Chemoresistance is an obstacle to the efficacy of chemotherapy in cancer. Numerous preclinical and clinical investigations have concentrated on mitigating drug resistance; nevertheless, chemoresistance remains a predominant challenge. Recent findings strongly suggest that ferroptosis, a form of non-apoptotic cell death characterized by lipid peroxidation, has been associated with resistance to cancer therapies, and the induction of ferroptosis has been shown to reverse drug resistance. The most common epitranscriptomic modification N6-methyladenosine (m6A) regulates cancer progression by enhancing the stability of oncogenes. Recent evidence suggests that dynamic m6A modifying factors play a role in chemosensitization by increasing the ferroptosis susceptibility. This review explores the mechanisms and significance of ferroptosis, including the role of m6A modifications in regulating ferroptosis-related genes.

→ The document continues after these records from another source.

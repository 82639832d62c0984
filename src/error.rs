use thiserror::Error;

/// Failures that end a single assist invocation. Each one is surfaced to the
/// user and none is retried.
#[derive(Debug, Error, Clone, PartialEq)]
pub enum AssistError {
    #[error("{0}")]
    Config(String),

    #[error("API request timed out after {seconds} seconds.")]
    Timeout { seconds: u64 },

    #[error("API Call Failed: API Error {status}: {message}")]
    Api { status: u16, message: String },

    #[error("Failed to parse result from API.")]
    MalformedResponse,

    #[error("API Call Failed: {0}")]
    Network(String),

    #[error("Failed to copy to clipboard: {0}")]
    Clipboard(String),

    #[error("Failed to deliver result: {0}")]
    Delivery(String),
}

/// Persistent storage failures.
#[derive(Debug, Error)]
pub enum StoreError {
    #[error("storage io error: {0}")]
    Io(#[from] std::io::Error),

    #[error("storage holds invalid json: {0}")]
    Json(#[from] serde_json::Error),

    #[error("storage file {0} is not a key/value object")]
    NotAnObject(String),

    #[error("history writer has stopped")]
    Closed,
}
use super::*;
use crate::store::{BrokenStore, MemoryStore};
use serde_json::json;

fn entry(n: usize) -> HistoryEntry {
    HistoryEntry {
        timestamp: format!("2024-05-01T10:00:{:02}.000Z", n % 60),
        model: "openai/gpt-4o-mini".into(),
        input: format!("input {n}"),
        output: format!("output {n}"),
        duration_secs: Some("1.25".into()),
    }
}

#[tokio::test]
async fn append_prepends_newest() {
    let log = HistoryLog::spawn(Arc::new(MemoryStore::default()));
    log.append(entry(1)).await.unwrap();
    log.append(entry(2)).await.unwrap();
    let all = log.list().await.unwrap();
    assert_eq!(all.iter().map(|e| e.input.as_str()).collect::<Vec<_>>(), vec!["input 2", "input 1"]);
}

#[tokio::test]
async fn append_caps_at_one_hundred() {
    let log = HistoryLog::spawn(Arc::new(MemoryStore::default()));
    for n in 0..=MAX_HISTORY {
        let len = log.append(entry(n)).await.unwrap();
        assert!(len <= MAX_HISTORY);
    }
    let all = log.list().await.unwrap();
    assert_eq!(all.len(), MAX_HISTORY);
    assert_eq!(all[0].input, format!("input {MAX_HISTORY}"));
    assert!(all.iter().all(|e| e.input != "input 0"));
}

#[tokio::test]
async fn concurrent_appends_are_all_kept() {
    let log = HistoryLog::spawn(Arc::new(MemoryStore::default()));
    let tasks: Vec<_> = (0..20)
        .map(|n| {
            let log = log.clone();
            tokio::spawn(async move { log.append(entry(n)).await })
        })
        .collect();
    for t in tasks {
        t.await.unwrap().unwrap();
    }
    assert_eq!(log.list().await.unwrap().len(), 20);
}

#[tokio::test]
async fn clear_requires_confirmation() {
    let log = HistoryLog::spawn(Arc::new(MemoryStore::default()));
    log.append(entry(1)).await.unwrap();

    assert!(!log.clear(|| false).await.unwrap());
    assert_eq!(log.list().await.unwrap().len(), 1);

    assert!(log.clear(|| true).await.unwrap());
    assert!(log.list().await.unwrap().is_empty());
}

#[tokio::test]
async fn reads_entries_without_duration() {
    let store = MemoryStore::with(json!({
        "history": [{ "timestamp": "2024-01-01T00:00:00.000Z", "model": "m", "input": "i", "output": "o" }]
    }));
    let log = HistoryLog::spawn(Arc::new(store));
    let all = log.list().await.unwrap();
    assert_eq!(all[0].duration_secs, None);
    assert!(describe(&all[0]).contains("Duration: N/A"));
}

#[tokio::test]
async fn storage_failure_is_reported() {
    let log = HistoryLog::spawn(Arc::new(BrokenStore));
    assert!(log.append(entry(1)).await.is_err());
    assert!(log.list().await.is_err());
}

#[test]
fn new_entry_has_iso_timestamp_and_two_decimal_duration() {
    let e = HistoryEntry::now("m", "in", "out", Duration::from_millis(1234));
    assert_eq!(e.duration_secs.as_deref(), Some("1.23"));
    assert!(e.timestamp.ends_with('Z'));
    assert!(chrono::DateTime::parse_from_rfc3339(&e.timestamp).is_ok());

    let json = serde_json::to_value(&e).unwrap();
    assert_eq!(json["duration"], "1.23");
}

#[tokio::test]
async fn truncated_history_file_is_recoverable() {
    let dir = tempfile::tempdir().unwrap();
    let path = dir.path().join("history.json");
    std::fs::write(&path, r#"{"history": [trunc"#).unwrap();
    let log = HistoryLog::spawn(Arc::new(crate::store::JsonFileStore::new(&path)));

    assert_eq!(log.append(entry(1)).await.unwrap(), 1);
    assert_eq!(log.list().await.unwrap(), vec![entry(1)]);

    std::fs::write(&path, r#"{"history": [trunc"#).unwrap();
    assert!(log.clear(|| true).await.unwrap());
    assert!(log.list().await.unwrap().is_empty());
}
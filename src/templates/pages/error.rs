use crate::templates::desktop_layout;
use maud::{html, Markup};

pub fn error_page(status: u16, message: &str) -> Markup {
    desktop_layout(
        &format!("Error {status}"),
        html! {
            section class="error" {
                h1 { "Error " (status) }
                p { (message) }
                p { a href="/" { "← Volver al catálogo" } }
            }
        },
    )
}
use crate::errors::ServerError;
use crate::responses::ResultResp;
use astra::{Body, ResponseBuilder};

pub const XLSX_CONTENT_TYPE: &str =
    "application/vnd.openxmlformats-officedocument.spreadsheetml.sheet";

/// File download: the browser saves the body under `filename`.
pub fn attachment_response(buffer: Vec<u8>, filename: &str, content_type: &str) -> ResultResp {
    let safe_name: String = filename
        .chars()
        .filter(|c| !matches!(c, '"' | '\\' | '\r' | '\n'))
        .collect();

    ResponseBuilder::new()
        .status(200)
        .header("Content-Type", content_type)
        .header(
            "Content-Disposition",
            format!("attachment; filename=\"{safe_name}\""),
        )
        .body(Body::from(buffer))
        .map_err(|_| ServerError::InternalError)
}
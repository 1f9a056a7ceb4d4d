use crate::responses::attachment::XLSX_CONTENT_TYPE;
use crate::tests::utils::{
    body_bytes, body_json, car_doc, content_type, seed_car, send, signed_in, test_server,
};
use http::Method;
use serde_json::{json, Value};

fn quote_body(car_id: &str) -> Value {
    json!({
        "vehiculoId": car_id,
        "nombre": "Ana López",
        "email": "ana@correo.mx",
        "telefono": "55 1234 5678",
        "ciudad": "CDMX",
        "enganche": "30",
        "plazo": "48"
    })
}

#[test]
fn quote_is_stored_with_estimate() {
    let server = test_server();
    let ctx = &server.ctx;
    let token = signed_in(ctx, "ana@correo.mx");
    let id = seed_car(ctx, &token, car_doc("Mazda", "CX-5", 2022, 500_000.0));

    let resp = send(ctx, Method::POST, "/api/cotizaciones", Some(&token), Some(quote_body(&id)));
    assert_eq!(resp.status(), 201);
    let body = body_json(resp);
    assert_eq!(body["message"], "Quote sent");
    assert_eq!(body["financiamiento"]["term_months"], 48);
    assert_eq!(body["financiamiento"]["down_amount"], 150_000.0);

    let resp = send(ctx, Method::GET, "/api/usuarios/cotizaciones", Some(&token), None);
    assert_eq!(resp.status(), 200);
    let quotes = body_json(resp)["cotizaciones"].clone();
    assert_eq!(quotes.as_array().unwrap().len(), 1);
    assert_eq!(quotes[0]["estado"], "pendiente");
    assert_eq!(quotes[0]["vehiculo"]["modelo"], "CX-5");
}

#[test]
fn anonymous_quotes_are_accepted_but_not_listed() {
    let server = test_server();
    let ctx = &server.ctx;
    let token = signed_in(ctx, "ana@correo.mx");
    let id = seed_car(ctx, &token, car_doc("Kia", "Rio", 2021, 250_000.0));

    let resp = send(ctx, Method::POST, "/api/cotizaciones", None, Some(quote_body(&id)));
    assert_eq!(resp.status(), 201);

    let quotes = body_json(send(ctx, Method::GET, "/api/usuarios/cotizaciones", Some(&token), None));
    assert!(quotes["cotizaciones"].as_array().unwrap().is_empty());
}

#[test]
fn quote_validation_and_missing_listing() {
    let server = test_server();
    let ctx = &server.ctx;
    let token = signed_in(ctx, "ana@correo.mx");
    let id = seed_car(ctx, &token, car_doc("Kia", "Rio", 2021, 250_000.0));

    let mut bad = quote_body(&id);
    bad["telefono"] = json!("12345");
    let resp = send(ctx, Method::POST, "/api/cotizaciones", None, Some(bad));
    assert_eq!(resp.status(), 400);
    assert_eq!(body_json(resp)["message"], "Enter a valid 10-digit phone number");

    let mut bad = quote_body(&id);
    bad["email"] = json!("ana@");
    assert_eq!(
        send(ctx, Method::POST, "/api/cotizaciones", None, Some(bad)).status(),
        400
    );

    let resp = send(ctx, Method::POST, "/api/cotizaciones", None, Some(quote_body("404")));
    assert_eq!(resp.status(), 404);
}

#[test]
fn quote_with_unoffered_term_is_rejected_and_not_stored() {
    let server = test_server();
    let ctx = &server.ctx;
    let token = signed_in(ctx, "ana@correo.mx");
    let id = seed_car(ctx, &token, car_doc("Kia", "Rio", 2021, 250_000.0));

    let mut bad = quote_body(&id);
    bad["plazo"] = json!("80000");
    let resp = send(ctx, Method::POST, "/api/cotizaciones", Some(&token), Some(bad));
    assert_eq!(resp.status(), 400);
    assert_eq!(body_json(resp)["message"], "term must be between 1 and 60 months, got 80000");

    let quotes = body_json(send(ctx, Method::GET, "/api/usuarios/cotizaciones", Some(&token), None));
    assert!(quotes["cotizaciones"].as_array().unwrap().is_empty());
}

#[test]
fn my_quotes_requires_token() {
    let server = test_server();
    let resp = send(&server.ctx, Method::GET, "/api/usuarios/cotizaciones", None, None);
    assert_eq!(resp.status(), 403);
}

#[test]
fn contact_and_test_drive_leads() {
    let server = test_server();
    let ctx = &server.ctx;
    let token = signed_in(ctx, "ana@correo.mx");
    let id = seed_car(ctx, &token, car_doc("Honda", "HR-V", 2023, 480_000.0));

    let resp = send(
        ctx,
        Method::POST,
        "/api/contacto",
        None,
        Some(json!({"nombre": "Luis", "email": "luis@correo.mx", "telefono": "5598765432", "asunto": "ventas", "mensaje": "Quiero información"})),
    );
    assert_eq!(resp.status(), 201);
    assert_eq!(body_json(resp)["message"], "Message sent");

    let resp = send(
        ctx,
        Method::POST,
        "/api/pruebas-manejo",
        Some(&token),
        Some(json!({"vehiculoId": id, "nombre": "Ana", "email": "ana@correo.mx", "telefono": "5512345678", "fecha": "2026-11-02", "hora": "10:00", "sucursal": "Centro"})),
    );
    assert_eq!(resp.status(), 201);
    assert_eq!(body_json(resp)["message"], "Request sent");

    let resp = send(
        ctx,
        Method::POST,
        "/api/contacto",
        None,
        Some(json!({"nombre": "Luis", "email": "sin-arroba", "mensaje": "Hola"})),
    );
    assert_eq!(resp.status(), 400);
}

#[test]
fn favorites_toggle_per_user() {
    let server = test_server();
    let ctx = &server.ctx;
    let token = signed_in(ctx, "ana@correo.mx");
    let id = seed_car(ctx, &token, car_doc("Audi", "A3", 2023, 650_000.0));
    let path = format!("/api/usuarios/favoritos/{id}");

    let on = body_json(send(ctx, Method::POST, &path, Some(&token), None));
    assert_eq!(on["favorito"], true);
    assert_eq!(on["favoritos"], json!([id.parse::<i64>().unwrap()]));

    let off = body_json(send(ctx, Method::POST, &path, Some(&token), None));
    assert_eq!(off["favorito"], false);
    assert_eq!(off["favoritos"], json!([]));

    assert_eq!(send(ctx, Method::POST, &path, None, None).status(), 403);
    assert_eq!(
        send(ctx, Method::POST, "/api/usuarios/favoritos/999", Some(&token), None).status(),
        404
    );
}

#[test]
fn comparison_export_is_a_workbook() {
    let server = test_server();
    let ctx = &server.ctx;
    let token = signed_in(ctx, "ana@correo.mx");
    let a = seed_car(ctx, &token, car_doc("Mazda", "3", 2022, 389_900.0));
    let b = seed_car(ctx, &token, car_doc("Honda", "Civic", 2021, 420_000.0));

    let resp = send(
        ctx,
        Method::POST,
        "/api/comparacion/pdf",
        None,
        Some(json!({"vehiculoIds": [a, b.parse::<i64>().unwrap()]})),
    );
    assert_eq!(resp.status(), 200);
    assert_eq!(content_type(&resp), XLSX_CONTENT_TYPE);
    let disposition = resp.headers()["Content-Disposition"].to_str().unwrap().to_string();
    assert!(disposition.contains("comparacion-vehiculos.xlsx"));
    assert!(body_bytes(resp).starts_with(b"PK"));
}

#[test]
fn comparison_export_needs_two_distinct_listings() {
    let server = test_server();
    let ctx = &server.ctx;
    let token = signed_in(ctx, "ana@correo.mx");
    let a = seed_car(ctx, &token, car_doc("Mazda", "3", 2022, 389_900.0));

    let resp = send(
        ctx,
        Method::POST,
        "/api/comparacion/pdf",
        None,
        Some(json!({"ids": [a.clone(), a]})),
    );
    assert_eq!(resp.status(), 400);

    let resp = send(
        ctx,
        Method::POST,
        "/api/comparacion/pdf",
        None,
        Some(json!({"ids": ["1", "77"]})),
    );
    assert_eq!(resp.status(), 404);
}
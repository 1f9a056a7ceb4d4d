use maud::{html, Markup, DOCTYPE};

pub fn desktop_layout(title: &str, content: Markup) -> Markup {
    html! {
        (DOCTYPE)
        html lang="es" {
            head {
                meta charset="utf-8";
                meta name="viewport" content="width=device-width, initial-scale=1.0";
                title { (title) " | Agencia de Autos" }
                link rel="icon" href="/static/favicon/favicon.ico";
                link rel="stylesheet" href="/static/main.css";
            }
            body {
                header class="encabezado" {
                    a href="/" class="logo" { "Agencia de Autos" }
                    nav {
                        ul {
                            li { a href="/" { "Catálogo" } }
                            li { a href="/comparar" { "Comparar" } }
                        }
                    }
                }
                main class="container" {
                    (content)
                }
                footer class="pie" {
                    p { "Precios en pesos mexicanos (MXN). Sujetos a cambio sin previo aviso." }
                }
            }
        }
    }
}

We discuss potential strategies for enhancing m6A-mediated ferroptosis to increase the effectiveness of chemotherapeutic treatments. Understanding the role of m6A modifications in regulating ferroptosis and their impact on the tumor cell response to chemotherapy could lead to identifying novel therapeutic targets, enhancing the effectiveness of chemotherapy and potentially overcoming chemoresistance.